The stats on Aboriginal smoking are often dire, focusing on rates of use and the impacts on health. But authors of a new study into teen smoking have set their sights on prevention – asking why some young people choose not to smoke in the first place.
“Adolescence is a really important period when health behaviours are established, and with smoking we know that almost everyone who becomes a smoker takes it up in adolescence and young adulthood,” says Simone Sherriff, project officer at the Sax Institute, and co-author of the new study. “While there is a lot of important work around adults who smoke and supporting them to quit, we’ve got a lot to gain from preventing young people from starting to smoke in the first place.”
In a research team led by Dr Christina Heris from the University of Melbourne, Simone and other co-authors analysed data from 106 Aboriginal adolescents aged between 12 and 17, and their caregivers, from four Aboriginal Community Controlled Health Services in urban New South Wales.
They found that 83% of adolescents had never smoked regularly, and 60% lived in smoke‐free homes.
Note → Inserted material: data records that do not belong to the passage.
use serde::{Deserialize, Serialize};
use std::fmt;
use std::str::FromStr;
use ts_rs::TS;
use uuid::Uuid;

/// Correlates a panic caught at the dispatch fence with the log line that reported it.
#[derive(Debug, Clone, PartialEq, Eq, Hash, Serialize, Deserialize, TS)]
#[repr(transparent)]
#[serde(transparent)]
#[ts(type = "string")]
pub struct CrashId(Uuid);

impl CrashId {
    pub fn new() -> Self {
        Self(Uuid::now_v7())
    }

    pub fn as_uuid(&self) -> &Uuid {
        &self.0
    }
}

impl fmt::Display for CrashId {
    fn fmt(&self, f: &mut fmt::Formatter<'_>) -> fmt::Result {
        fmt::Display::fmt(&self.0, f)
    }
}

impl FromStr for CrashId {
    type Err = uuid::Error;

    fn from_str(s: &str) -> Result<Self, Self::Err> {
        Ok(Self(Uuid::parse_str(s)?))
    }
}

impl Default for CrashId {
    fn default() -> Self {
        Self::new()
    }
}
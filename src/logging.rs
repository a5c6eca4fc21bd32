use std::env;
use std::path::Path;

use anyhow::Context;
use once_cell::sync::OnceCell;
use time::format_description::well_known::Rfc3339;
use tracing_appender::non_blocking::WorkerGuard;
use tracing_log::LogTracer;
use tracing_subscriber::fmt::time::UtcTime;
use tracing_subscriber::layer::SubscriberExt;
use tracing_subscriber::{fmt, EnvFilter, Registry};

pub const LOG_ENV: &str = "VETCLINIC_LOG";
pub const LOG_FILE_NAME: &str = "vetclinic.log";
pub const DEFAULT_FILTER: &str = "vetclinic=info,sqlx=warn";

static INSTALLED: OnceCell<()> = OnceCell::new();

/// Filter directives from `VETCLINIC_LOG`, then `RUST_LOG`, then the default.
pub fn filter_directives() -> String {
    env::var(LOG_ENV)
        .ok()
        .or_else(|| env::var("RUST_LOG").ok())
        .filter(|value| !value.trim().is_empty())
        .unwrap_or_else(|| DEFAULT_FILTER.to_string())
}

fn env_filter() -> EnvFilter {
    let directives = filter_directives();
    EnvFilter::try_new(&directives).unwrap_or_else(|_| EnvFilter::new(DEFAULT_FILTER))
}

fn install(file: Option<(tracing_appender::non_blocking::NonBlocking, WorkerGuard)>) -> Option<WorkerGuard> {
    let (writer, guard) = match file {
        Some((writer, guard)) => (Some(writer), Some(guard)),
        None => (None, None),
    };

    let stderr = fmt::layer()
        .json()
        .with_timer(UtcTime::new(Rfc3339))
        .with_writer(std::io::stderr);
    let file_layer = writer.map(|writer| {
        fmt::layer()
            .json()
            .with_ansi(false)
            .with_timer(UtcTime::new(Rfc3339))
            .with_writer(writer)
    });

    let subscriber = Registry::default()
        .with(env_filter())
        .with(stderr)
        .with(file_layer);

    if tracing::subscriber::set_global_default(subscriber).is_err() {
        return None;
    }
    // sqlx reports through `log`; forward those records into tracing.
    let _ = LogTracer::init();
    let _ = INSTALLED.set(());
    guard
}

/// Install the JSON stderr subscriber. Later calls are no-ops.
pub fn init_logging() {
    if INSTALLED.get().is_some() {
        return;
    }
    install(None);
}

/// Install the subscriber with an extra daily-rolling JSON file sink under `dir`.
/// Keep the returned guard alive for as long as logs should be flushed.
pub fn init_file_logging(dir: &Path) -> anyhow::Result<Option<WorkerGuard>> {
    if INSTALLED.get().is_some() {
        return Ok(None);
    }
    std::fs::create_dir_all(dir)
        .with_context(|| format!("create log directory {}", dir.display()))?;
    let appender = tracing_appender::rolling::daily(dir, LOG_FILE_NAME);
    let (writer, guard) = tracing_appender::non_blocking(appender);
    Ok(install(Some((writer, guard))))
}

pub fn git_commit_hash() -> &'static str {
    option_env!("VETCLINIC_GIT_HASH").unwrap_or("unknown")
}

#[cfg(test)]
mod tests {
    use super::*;

    #[test]
    fn default_filter_parses() {
        assert!(EnvFilter::try_new(DEFAULT_FILTER).is_ok());
    }

    #[test]
    fn commit_hash_is_never_empty() {
        assert!(!git_commit_hash().is_empty());
    }
}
Most tellingly, participants were significantly more likely to have never smoked regularly if they had: good mental health, good family relationships, a mother as primary caregiver, stable housing, no history of using alcohol, were not sexually active, and had no criminal justice interactions.
The study concludes that promoting good mental health and strengthening social connections could prevent future teens from picking up smoking.
Tackling smoking with a strengths-based approach
Simone says the findings show that the influences on teen smoking are about much more than just knowledge and beliefs about whether smoking is harmful or if people think it’s cool or not.
“We hope that by using a strengths-based approach and looking at factors linked with non-smoking in Aboriginal adolescents, this information will give our partners and those working in health promotion the evidence that we need to take care of the broader drivers of Aboriginal health in a holistic way, and which in turn will support young people to stay smoke-free.”
The research was made possible thanks to data collected as part of the Study of Environment on Aboriginal Resilience and Child Health (SEARCH), which was co-created with Aboriginal communities in partnership with the Sax Institute, and provides the largest data set on Aboriginal children and young people living in urban areas.